Faltou filme para registrar a catarse de vida, cores e harmonia que compunham a fenomenal paisagem a que nos víamos integrados. "Valeu nossa semana", comentei com meus botões e, mais tarde, com Marcelo. Na volta, entre o Ibitirati e o União, nos detivemos por um instante a contemplar o vale que se precipitava a nosso lado, na forma de uma garganta colossal e profunda, a menos de um passo da estreita trilha onde estávamos. Aquela noite nos abraçou com uma incrível sensação, misto de satisfação e glória, que nos faria dormir intensamente, não fosse o inconveniente do rato. Mergulhamos em nossos sacos de dormir atentos a qualquer ruído de sacola e armados para cacetear o roedor no meio da noite, se ele ousasse aparecer na trincheira mais alta do Sul do Brasil. Eu, que estava com os pés envoltos por duas sacolas para amenizar o frio (de 10 graus), adormeci um pouco mais preocupado, atormentado pela idéia de, ao me mexer inconscientemente durante a madrugada, ser despertado por uma saraivada de porrete nos calcanhares.
Uma aurora alucinante nos saudou por volta das 7 horas do dia 16. Foram poucos os minutos que tivemos para registrá-la, menos nas lentes que em nossas memórias, pois a neblina nos envolveu novamente. Fizemos as últimas tomadas do que se podia ver do litoral e do Tupipiá, do qual tínhamos uma bela vista daquele ponto. Do outro lado do cume, se avistava o inicio da travessia para o Cerro Verde e as montanhas do outro lado da serra. Desceríamos, então, até o A2, onde levantaríamos acampamento para o pernoite. Chegamos lá às 4 da tarde, com a ameaça constante da nuvem negra que se instalara sobre nós, a qual batizamos "carinhosamente" de "Nega Tamara". Persistente, não nos deixou pôr o nariz para fora da barraca. Quando ameaçávamos fazê-lo, no que aparentava ser uma trégua, ela despejava suas "lagrimas", por certo de saudades do trio que, até então, fora mais persistente que ela...

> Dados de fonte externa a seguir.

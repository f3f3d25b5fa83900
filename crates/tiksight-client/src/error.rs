//! Client error types.

use thiserror::Error;

pub type ClientResult<T> = Result<T, ClientError>;

#[derive(Debug, Error)]
pub enum ClientError {
    #[error("Invalid base URL: {0}")]
    InvalidBaseUrl(#[from] url::ParseError),

    #[error("Request failed: {0}")]
    Http(#[from] reqwest::Error),

    #[error("Backend error: {0}")]
    Api(String),

    #[error("Unexpected status {status}: {body}")]
    UnexpectedStatus {
        status: reqwest::StatusCode,
        body: String,
    },
}

impl ClientError {
    pub fn api(msg: impl Into<String>) -> Self {
        Self::Api(msg.into())
    }

    /// True when the underlying transport timed out.
    pub fn is_timeout(&self) -> bool {
        matches!(self, ClientError::Http(e) if e.is_timeout())
    }
}
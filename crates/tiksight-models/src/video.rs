//! Video library models.

use schemars::JsonSchema;
use serde::{Deserialize, Serialize};

/// One entry of the user's video library, as returned by the video-list
/// endpoint.
///
/// The backend stores whatever the source platform reported, so everything
/// beyond the row ID is optional and the engagement counters default to
/// zero when missing.
#[derive(Debug, Clone, Serialize, Deserialize, JsonSchema)]
pub struct Video {
    /// Database row ID
    pub id: i64,

    /// Original source URL
    #[serde(default)]
    pub url: Option<String>,

    /// Served location of the downloaded file
    #[serde(default)]
    pub file_path: Option<String>,

    /// Video description from the source platform
    #[serde(default)]
    pub description: Option<String>,

    /// Full transcript extracted on import
    #[serde(default)]
    pub transcript: Option<String>,

    /// AI-generated summary
    #[serde(default)]
    pub summary: Option<String>,

    /// Upload timestamp as reported by the source platform
    #[serde(default)]
    pub video_timestamp: Option<String>,

    /// Play count
    #[serde(default)]
    pub video_playcount: u64,

    /// Like count
    #[serde(default)]
    pub video_diggcount: u64,

    /// Comment count
    #[serde(default)]
    pub video_commentcount: u64,

    /// Share count
    #[serde(default)]
    pub video_sharecount: u64,
}

impl Video {
    /// Weighted engagement score used to rank library entries.
    ///
    /// Comments weigh double a like, shares double a comment.
    pub fn engagement_score(&self) -> f64 {
        (self.video_diggcount as f64) * 0.5
            + (self.video_commentcount as f64)
            + (self.video_sharecount as f64) * 2.0
    }
}

#[cfg(test)]
mod tests {
    use super::*;

    #[test]
    fn test_video_deserializes_sparse_row() {
        let video: Video = serde_json::from_value(serde_json::json!({
            "id": 7,
            "url": "https://www.tiktok.com/@user/video/1",
            "transcript": "hello"
        }))
        .unwrap();

        assert_eq!(video.id, 7);
        assert_eq!(video.video_playcount, 0);
        assert!(video.summary.is_none());
    }

    #[test]
    fn test_engagement_score() {
        let video: Video = serde_json::from_value(serde_json::json!({
            "id": 1,
            "video_diggcount": 100,
            "video_commentcount": 10,
            "video_sharecount": 5
        }))
        .unwrap();

        assert_eq!(video.engagement_score(), 70.0);
    }
}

A noite chegou estrelada, sem vestígios de chuva. O Aranha, ao sair da barraca, não conteve a infeliz exclamação de vislumbre: "Olhem, La City!!!", demonstrando dotes para as letras que estão como os meus para a física nuclear. Mas, de fato, Curitiba apontava como um amontoado gigantesco de pontilhadas luzes, dignas de um quadro de Georges Seurat. Olhei para o céu e constatei: "Estão aqui todas as estrelas do mundo". A tão esperada sobremesa do Marcelo veio, e sem decepções: uma surpresa gelada à base de mousse de limão, após um jantar no mínimo requintado para os padrões da montanha. Ceamos polenta com queijo e arroz com funghi secchi. Trouxemos comida "a migué". "Meu calvário na subida foi vão", pensei, desolado. Mesmo sem chuva, mas com vento, adormecemos a 10 graus, escala Aranha-Celsius.

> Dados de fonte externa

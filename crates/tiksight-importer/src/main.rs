//! Headless video importer binary.
//!
//! Submits one or more URLs to the backend, then tracks the import jobs to
//! completion the same way the dashboard does in a browser session.

use std::sync::Arc;
use std::time::Duration;

use anyhow::Context;
use tracing::{error, info, warn};
use tracing_subscriber::{fmt, prelude::*, EnvFilter};
use url::Url;

use tiksight_client::{ApiClient, ClientConfig};
use tiksight_tracker::{JobTracker, ProgressSource, TrackerConfig, VideoLibrary};

#[tokio::main]
async fn main() -> anyhow::Result<()> {
    // Load environment variables
    dotenvy::dotenv().ok();

    init_tracing();

    let urls: Vec<String> = std::env::args().skip(1).collect();
    if urls.is_empty() {
        anyhow::bail!("usage: tiksight-importer <video-url>...");
    }

    let config = ClientConfig::from_env();
    info!(base_url = %config.base_url, "Starting tiksight-importer");

    let client = Arc::new(ApiClient::new(config).context("Failed to build API client")?);
    let source: Arc<dyn ProgressSource> = client.clone();
    let library: Arc<dyn VideoLibrary> = client.clone();
    let tracker = Arc::new(JobTracker::new(source, library, TrackerConfig::from_env()));

    for raw_url in &urls {
        if let Err(error) = Url::parse(raw_url) {
            error!(url = %raw_url, %error, "Skipping invalid URL");
            continue;
        }

        match client.submit_import(raw_url).await {
            Ok(response) => tracker.register(response.into_job(raw_url)),
            Err(error) => error!(url = %raw_url, %error, "Import submission rejected"),
        }
    }

    if tracker.is_empty() {
        anyhow::bail!("No imports were accepted");
    }

    let run_handle = tokio::spawn({
        let tracker = Arc::clone(&tracker);
        async move { tracker.run().await }
    });

    loop {
        tokio::select! {
            _ = tokio::signal::ctrl_c() => {
                warn!("Interrupted; stopping tracker");
                break;
            }
            _ = tokio::time::sleep(Duration::from_secs(1)) => {
                let jobs = tracker.snapshot();
                for job in &jobs {
                    info!(
                        job_id = %job.job_id,
                        stage = %job.stage,
                        progress = job.progress,
                        "{}", job.message
                    );
                }
                if jobs.iter().all(|job| job.is_terminal()) {
                    info!("All imports finished");
                    break;
                }
            }
        }
    }

    tracker.stop();
    run_handle.await.ok();

    Ok(())
}

fn init_tracing() {
    // Colored output for dev, JSON for production
    let use_json = std::env::var("LOG_FORMAT")
        .map(|v| v.to_lowercase() == "json")
        .unwrap_or(false);

    let env_filter =
        EnvFilter::try_from_default_env().unwrap_or_else(|_| EnvFilter::new("info"));

    if use_json {
        tracing_subscriber::registry()
            .with(fmt::layer().json())
            .with(env_filter)
            .init();
    } else {
        tracing_subscriber::registry()
            .with(
                fmt::layer()
                    .with_ansi(true)
                    .with_target(true)
                    .with_file(false)
                    .with_line_number(false),
            )
            .with(env_filter)
            .init();
    }
}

Estava brusco no alvorecer do dia 17, último de nossa excursão. Durante a descida, cruzamos com um grupo que, naturalmente, subia. E nos colocamos no lugar daqueles que cruzaram conosco há 4 dias, ao pensarmos "Malucos, vão se molhar".
Nos separamos ao chegar em Curitiba, gratificados pela experiência pouco ortodoxa de 5 dias encharcados no mato. Na rodoviária, disse ao Aranha: "Esse termômetro vai voar longe se estiver marcando 10 graus". Mas fui desarticulado pelo termômetro em frente à rodoviária: fazia 10 graus em Curitiba. E já não chovia...
Agradeço ao Marcelo pela oportunidade que me cedeu de relatar a nossa façanha. Foi a prova de que, nem mesmo com chuva, o montanhista se abate, e tampouco deixa de curtir e contemplar o que a natureza lhe dispõe de melhor, em seu estado mais virgem. Montanhistas, uni-vos! São as Águas de Julho fechando o melhor da estação!!!